EXERCISE REQUIREMENTS: Each line of the data holding "clear" should be found and copied.

DATA SUPPLIED:

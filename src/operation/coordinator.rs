//! Single-operation coordinator with conflict retry and cancellation.

// std
use std::{
	pin::pin,
	sync::atomic::{AtomicBool, Ordering},
};
// crates.io
use tokio::{
	runtime::Handle,
	sync::{Notify, watch},
	task::JoinHandle,
	time,
};
// self
use crate::{
	_prelude::*,
	api::{ApiClient, GenerationStatus},
	error::ConfigError,
	http::ApiHttpClient,
	idempotency::{IdempotencyKey, OperationKind, ReportPeriod},
	obs::{self, CallKind, CallOutcome, CallSpan},
	operation::{
		CoordinatorSettings, OperationParams, OperationSnapshot, OperationState, SuccessKind,
	},
};

const STILL_RUNNING_DETAIL: &str = "The server is still processing this request; try again later";
const CANCELLED_MESSAGE: &str = "Cancelled";

/// Drives one [`OperationKind`] for one `(actor, period)` tuple.
///
/// At most one request chain runs at a time; [`OperationCoordinator::start`] while a chain is
/// running returns the current snapshot without contacting the server. Dropping the
/// coordinator cancels any running chain.
pub struct OperationCoordinator<C>
where
	C: ?Sized + ApiHttpClient,
{
	inner: Arc<CoordinatorInner<C>>,
}
impl<C> OperationCoordinator<C>
where
	C: ?Sized + ApiHttpClient,
{
	/// Creates an idle coordinator.
	pub fn new(
		client: ApiClient<C>,
		kind: OperationKind,
		params: OperationParams,
		settings: CoordinatorSettings,
	) -> Self {
		let slot = Slot {
			state: OperationState::Idle,
			message: None,
			key: None,
			params,
			run: None,
		};
		let (state_tx, _) = watch::channel(slot.snapshot(kind));

		Self {
			inner: Arc::new(CoordinatorInner {
				client,
				kind,
				settings,
				slot: Mutex::new(slot),
				state_tx,
			}),
		}
	}

	/// Operation kind this coordinator drives.
	pub fn kind(&self) -> OperationKind {
		self.inner.kind
	}

	/// Current snapshot.
	pub fn snapshot(&self) -> OperationSnapshot {
		self.inner.slot.lock().snapshot(self.inner.kind)
	}

	/// Current state.
	pub fn state(&self) -> OperationState {
		self.inner.slot.lock().state.clone()
	}

	/// Key bound to the pending or last completed work.
	pub fn key(&self) -> Option<IdempotencyKey> {
		self.inner.slot.lock().key.clone()
	}

	/// Parameters currently targeted.
	pub fn params(&self) -> OperationParams {
		self.inner.slot.lock().params.clone()
	}

	/// Receiver that observes every snapshot change.
	pub fn subscribe(&self) -> watch::Receiver<OperationSnapshot> {
		self.inner.state_tx.subscribe()
	}

	/// Runs the operation to a terminal state and returns the resulting snapshot.
	///
	/// The key is reused when one is bound to the current parameters, so a repeat after
	/// success is answered by the server as `cached`.
	pub async fn start(&self) -> OperationSnapshot {
		self.inner.start().await
	}

	/// Runs [`OperationCoordinator::start`] on the current Tokio runtime.
	pub fn spawn_start(&self) -> Result<JoinHandle<OperationSnapshot>, ConfigError> {
		let handle = Handle::try_current().map_err(|_| ConfigError::MissingRuntime)?;
		let inner = self.inner.clone();

		Ok(handle.spawn(async move { inner.start().await }))
	}

	/// Retargets the coordinator.
	///
	/// When nothing is running and the parameters differ, the state resets to
	/// [`OperationState::Idle`] and the key is discarded. A running chain is left alone; its key
	/// stays bound to the old parameters and the coordinator resets once it settles.
	pub fn set_params(&self, params: OperationParams) {
		self.inner.update(|slot| {
			if slot.params == params {
				return;
			}
			if !slot.state.is_in_progress() {
				slot.clear();
			}

			slot.params = params;
		});
	}

	/// Retargets the coordinator to another period for the same actor.
	pub fn set_period(&self, period: ReportPeriod) {
		let actor = self.params().actor;

		self.set_params(OperationParams::new(actor, period));
	}

	/// Returns to [`OperationState::Idle`] and discards the key, unless a chain is running.
	///
	/// Returns `false` when a chain is running.
	pub fn reset(&self) -> bool {
		let mut reset = false;

		self.inner.update(|slot| {
			if !slot.state.is_in_progress() {
				slot.clear();

				reset = true;
			}
		});

		reset
	}

	/// Discards the key and starts a new logical operation.
	pub async fn restart(&self) -> OperationSnapshot {
		if !self.reset() {
			return self.snapshot();
		}

		self.start().await
	}

	/// Stops the running chain, if any, and returns to [`OperationState::Idle`].
	///
	/// The key is kept so a later start reattaches to whatever the server already did.
	pub fn cancel(&self) {
		self.inner.cancel();
	}
}
impl<C> Drop for OperationCoordinator<C>
where
	C: ?Sized + ApiHttpClient,
{
	fn drop(&mut self) {
		self.inner.cancel();
	}
}
impl<C> Debug for OperationCoordinator<C>
where
	C: ?Sized + ApiHttpClient,
{
	fn fmt(&self, f: &mut Formatter) -> FmtResult {
		f.debug_struct("OperationCoordinator")
			.field("snapshot", &self.snapshot())
			.field("settings", &self.inner.settings)
			.finish()
	}
}

struct CoordinatorInner<C>
where
	C: ?Sized + ApiHttpClient,
{
	client: ApiClient<C>,
	kind: OperationKind,
	settings: CoordinatorSettings,
	slot: Mutex<Slot>,
	state_tx: watch::Sender<OperationSnapshot>,
}
impl<C> CoordinatorInner<C>
where
	C: ?Sized + ApiHttpClient,
{
	async fn start(&self) -> OperationSnapshot {
		let Some((key, run)) = self.begin() else {
			tracing::debug!(kind = %self.kind, "Operation already in progress; ignoring start.");

			return self.slot.lock().snapshot(self.kind);
		};
		let span = CallSpan::new(CallKind::Operation, self.kind.as_str());

		obs::record_call_outcome(CallKind::Operation, CallOutcome::Attempt);

		let settled = span.instrument(self.drive(&key, &run)).await;

		let outcome = match &settled {
			Settled::Succeeded(..) => CallOutcome::Success,
			Settled::Failed(_) | Settled::Cancelled => CallOutcome::Failure,
		};

		obs::record_call_outcome(CallKind::Operation, outcome);

		self.finish(&key, &run, settled)
	}

	/// Moves to `InProgress`, returning the key and run signal, or `None` when already running.
	fn begin(&self) -> Option<(IdempotencyKey, Arc<RunSignal>)> {
		let mut slot = self.slot.lock();

		if slot.state.is_in_progress() {
			return None;
		}

		let OperationParams { actor, period } = slot.params.clone();
		let key = match slot.key.take() {
			Some(key) if key.matches(self.kind, &actor, period) => key,
			_ => self.settings.keys.make_key(self.kind, &actor, period),
		};
		let run = Arc::new(RunSignal::default());

		slot.state = OperationState::InProgress;
		slot.message = Some("Submitting request".into());
		slot.key = Some(key.clone());
		slot.run = Some(run.clone());

		self.state_tx.send_replace(slot.snapshot(self.kind));

		Some((key, run))
	}

	async fn drive(&self, key: &IdempotencyKey, run: &RunSignal) -> Settled {
		let policy = self.settings.retry_policy;
		let mut retry = 0;

		loop {
			let attempt = self.client.run_generation(
				self.kind,
				key.actor(),
				key.period(),
				self.settings.options,
				Some(key),
			);
			let result = tokio::select! {
				biased;
				_ = run.cancelled() => return Settled::Cancelled,
				result = attempt => result,
			};
			let hint = match result {
				Ok(outcome) => match outcome.status {
					Some(GenerationStatus::InProgress) => None,
					Some(GenerationStatus::Error) => return Settled::Failed(outcome.message),
					Some(GenerationStatus::Cached) =>
						return Settled::Succeeded(SuccessKind::Cached, outcome.message),
					_ if self.kind.is_send() =>
						return Settled::Succeeded(SuccessKind::Sent, outcome.message),
					_ => return Settled::Succeeded(SuccessKind::Created, outcome.message),
				},
				Err(e) if e.is_conflict() => e.retry_after(),
				Err(e) => return Settled::Failed(e.detail()),
			};

			if !policy.allows(retry) {
				return Settled::Failed(STILL_RUNNING_DETAIL.into());
			}

			let delay = policy.delay_for(retry, hint);

			retry += 1;

			tracing::debug!(
				kind = %self.kind,
				retry,
				delay_ms = delay.whole_milliseconds(),
				"Identical request in flight; retrying with the same key."
			);
			self.update(|slot| {
				if slot.is_current(run) {
					slot.message = Some(format!(
						"Already in progress on the server; retry {retry} in {:.1}s",
						delay.as_seconds_f64()
					));
				}
			});

			tokio::select! {
				biased;
				_ = run.cancelled() => return Settled::Cancelled,
				_ = time::sleep(delay.unsigned_abs()) => {},
			}
		}
	}

	fn finish(
		&self,
		key: &IdempotencyKey,
		run: &Arc<RunSignal>,
		settled: Settled,
	) -> OperationSnapshot {
		let mut slot = self.slot.lock();

		if !slot.is_current(run) {
			// Cancelled; `cancel` already published the idle state.
			return slot.snapshot(self.kind);
		}

		slot.run = None;

		let stale = !key.matches(self.kind, &slot.params.actor, slot.params.period);

		match settled {
			Settled::Succeeded(kind, message) => {
				slot.state = OperationState::Succeeded(kind);
				slot.message = Some(message);
			},
			Settled::Failed(detail) => {
				slot.message = Some(detail.clone());
				slot.state = OperationState::Failed(detail);
			},
			Settled::Cancelled => {
				slot.state = OperationState::Idle;
				slot.message = Some(CANCELLED_MESSAGE.into());
			},
		}

		let outcome = slot.snapshot(self.kind);

		if stale {
			slot.clear();
		}

		self.state_tx.send_replace(slot.snapshot(self.kind));

		outcome
	}

	fn cancel(&self) {
		self.update(|slot| {
			if let Some(run) = slot.run.take() {
				run.cancel();

				slot.state = OperationState::Idle;
				slot.message = Some(CANCELLED_MESSAGE.into());
			}
		});
	}

	/// Applies `f` under the lock and publishes the result.
	fn update<F>(&self, f: F)
	where
		F: FnOnce(&mut Slot),
	{
		let mut slot = self.slot.lock();

		f(&mut slot);

		self.state_tx.send_replace(slot.snapshot(self.kind));
	}
}

struct Slot {
	state: OperationState,
	message: Option<String>,
	key: Option<IdempotencyKey>,
	params: OperationParams,
	run: Option<Arc<RunSignal>>,
}
impl Slot {
	fn snapshot(&self, kind: OperationKind) -> OperationSnapshot {
		OperationSnapshot {
			kind,
			state: self.state.clone(),
			message: self.message.clone(),
			key: self.key.clone(),
			params: self.params.clone(),
		}
	}

	fn is_current(&self, run: &RunSignal) -> bool {
		self.run.as_deref().is_some_and(|current| std::ptr::eq(current, run))
	}

	fn clear(&mut self) {
		self.state = OperationState::Idle;
		self.message = None;
		self.key = None;
	}
}

#[derive(Debug, Default)]
struct RunSignal {
	cancelled: AtomicBool,
	notify: Notify,
}
impl RunSignal {
	fn cancel(&self) {
		self.cancelled.store(true, Ordering::Release);
		self.notify.notify_waiters();
	}

	async fn cancelled(&self) {
		let mut notified = pin!(self.notify.notified());

		notified.as_mut().enable();

		if self.cancelled.load(Ordering::Acquire) {
			return;
		}

		notified.await;
	}
}

enum Settled {
	Succeeded(SuccessKind, String),
	Failed(String),
	Cancelled,
}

ANSWER TO THIS PROBLEM:
				slot.clear();
				slot.clear();
			slot.clear();
	fn clear(&mut self) {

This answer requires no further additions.